DATA LISTING
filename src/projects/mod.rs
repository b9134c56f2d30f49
pub mod handlers;
pub mod repo;
pub mod repo_types;
pub mod services;

use crate::state::AppState;
use axum::Router;

pub fn router() -> Router<AppState> {
    handlers::routes()
}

TO DO
Each record above should be returned exactly as written.

ANSWER BOX
filename src/projects/mod.rs
repository b9134c56f2d30f49
pub mod handlers;
pub mod repo;
pub mod repo_types;
pub mod services;

use crate::state::AppState;
use axum::Router;

pub fn router() -> Router<AppState> {
    handlers::routes()
}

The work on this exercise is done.